Marketing through education is a great source of social health confidence. To be able to note how this particular campaign is to develop, it is important to consider different mediums of communication (Winslow, 23). One is the internet, another is the broadsheet and another is that of the television. Making the campaign marketing messages strong and inviting to the public could be defined better through the condition of indicating education that they present to the people. Relatively, these messages ought to be simple, direct to the point and easily understandable for the public. Getting the attention of the people is not enough, getting them to response is the main course that needs to be given attention to (Resnick, et al, 112). To do this, the people and their concerns need to be strongly addressed in each message and should be given particular definition in each turn of the time used for the presentation of the campaign. Helping the people understand the truth and importance of immunization shall be the first step towards the creation of social knowledge that would define better health.

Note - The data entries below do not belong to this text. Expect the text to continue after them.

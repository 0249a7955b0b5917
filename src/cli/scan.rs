use std::path::Path;

use anyhow::{Context, Result};

use crate::config::TandemConfig;

/// Scan a workspace directory into the knowledge base and persist it.
pub async fn scan(config: &TandemConfig, path: &Path, recursive: bool) -> Result<()> {
    let mut agent = super::open_agent(config)?;
    let workspace = path.to_path_buf();
    agent.set_workspace(workspace.clone());

    // Embedding every imported file is CPU-bound; keep it off the runtime.
    let (agent, summary) = tokio::task::spawn_blocking(move || -> Result<_> {
        let mut agent = agent;
        let summary = agent.scan_workspace(recursive).context("workspace scan failed")?;
        Ok((agent, summary))
    })
    .await??;

    super::save_agent(config, &agent)?;

    println!("Scanned {}", workspace.display());
    println!("{summary}");
    Ok(())
}
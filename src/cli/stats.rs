use anyhow::Result;

use crate::config::TandemConfig;

/// Display knowledge base and memory ring statistics.
pub fn stats(config: &TandemConfig) -> Result<()> {
    let agent = super::open_agent(config)?;

    println!("{}", agent.knowledge_summary());
    println!();
    println!("{}", agent.memory_summary());

    let memory_stats = agent.memory().statistics();
    if let (Some(oldest), Some(newest)) = (memory_stats.oldest, memory_stats.newest) {
        println!("- oldest memory: {oldest:.0}");
        println!("- newest memory: {newest:.0}");
    }

    Ok(())
}
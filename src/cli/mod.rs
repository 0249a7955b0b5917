pub mod ask;
pub mod clear;
pub mod query;
pub mod recall;
pub mod scan;
pub mod stats;

use anyhow::{Context, Result};
use indicatif::{ProgressBar, ProgressStyle};
use std::path::{Path, PathBuf};
use tokio::io::AsyncWriteExt;

use crate::agent::Agent;
use crate::config::TandemConfig;

const MODEL_URL: &str =
    "https://huggingface.co/sentence-transformers/all-MiniLM-L6-v2/resolve/main/onnx/model.onnx";
const TOKENIZER_URL: &str =
    "https://huggingface.co/sentence-transformers/all-MiniLM-L6-v2/resolve/main/tokenizer.json";

/// Build an agent from config and restore any persisted state.
pub(crate) fn open_agent(config: &TandemConfig) -> Result<Agent> {
    let mut agent = Agent::from_config(config)?;
    let state_dir = config.resolved_state_dir();
    if state_dir.exists() {
        agent
            .load_state(&state_dir)
            .with_context(|| format!("failed to load state from {}", state_dir.display()))?;
    }
    Ok(agent)
}

/// Persist agent state into the configured state directory.
pub(crate) fn save_agent(config: &TandemConfig, agent: &Agent) -> Result<()> {
    let state_dir = config.resolved_state_dir();
    agent
        .save_state(&state_dir)
        .with_context(|| format!("failed to save state to {}", state_dir.display()))?;
    Ok(())
}

/// Download the ONNX embedding model and tokenizer to the cache directory.
pub async fn model_download(config: &crate::config::EmbeddingConfig) -> Result<()> {
    let cache_dir = crate::config::expand_tilde(&config.cache_dir);
    std::fs::create_dir_all(&cache_dir)
        .with_context(|| format!("failed to create cache dir: {}", cache_dir.display()))?;

    let model_path = cache_dir.join("model.onnx");
    let tokenizer_path = cache_dir.join("tokenizer.json");

    if model_path.exists() {
        println!("Model already exists at {}", model_path.display());
    } else {
        println!("Downloading model.onnx (~90MB)...");
        download_file(MODEL_URL, &model_path).await?;
        println!("Model saved to {}", model_path.display());
    }

    if tokenizer_path.exists() {
        println!("Tokenizer already exists at {}", tokenizer_path.display());
    } else {
        println!("Downloading tokenizer.json...");
        download_file(TOKENIZER_URL, &tokenizer_path).await?;
        println!("Tokenizer saved to {}", tokenizer_path.display());
    }

    println!("Model download complete. Ready for use.");
    Ok(())
}

/// Download a file from a URL with progress bar. Uses atomic write (tmp + rename).
async fn download_file(url: &str, dest: &Path) -> Result<()> {
    let response = reqwest::get(url)
        .await
        .with_context(|| format!("HTTP request failed for {url}"))?;

    anyhow::ensure!(
        response.status().is_success(),
        "download failed with HTTP {}",
        response.status()
    );

    let total_size = response.content_length();
    let pb = if let Some(size) = total_size {
        let pb = ProgressBar::new(size);
        pb.set_style(
            ProgressStyle::default_bar()
                .template("  {bar:40.cyan/blue} {bytes}/{total_bytes} ({eta})")
                .expect("valid template")
                .progress_chars("##-"),
        );
        pb
    } else {
        ProgressBar::new_spinner()
    };

    let tmp_path = PathBuf::from(dest).with_extension("tmp");
    let mut file = tokio::fs::File::create(&tmp_path)
        .await
        .with_context(|| format!("failed to create temp file: {}", tmp_path.display()))?;

    let bytes = response.bytes().await.context("error reading response")?;
    pb.inc(bytes.len() as u64);
    file.write_all(&bytes)
        .await
        .context("error writing to file")?;

    file.flush().await?;
    drop(file);

    tokio::fs::rename(&tmp_path, dest)
        .await
        .context("failed to rename temp file")?;

    pb.finish_and_clear();
    Ok(())
}
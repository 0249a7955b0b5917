//! Project knowledge base: ingestion, faceted similarity search, statistics,
//! and JSON persistence.

pub mod extract;
pub mod store;
pub mod types;

pub use extract::{ContentExtractor, Extracted, MarkdownExtractor, PythonExtractor};
pub use store::KnowledgeStore;
pub use types::{
    KnowledgeDocument, KnowledgeItem, KnowledgeMatch, KnowledgeStats, ScanReport,
    DEFAULT_CATEGORY,
};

Resnick, E. A., & Siegel, M. (2013). Marketing public health: Strategies to promote social change (3rd ed.). Burlington, MA: Jones and Bartlett Learning.
Joint Task Group on Public Health Human Resources; Advisory Committee on Health Delivery & Human Resources; Advisory Committee on Population Health & Health Security (2005). Building the public health workforce for the 21st century. Ottawa: Public Health Agency of Canada.
Winslow, Charles-Edward Amory (1920 Jan 9). “The Untitled Fields of Public Health“. Science 51 (1306): 23–33.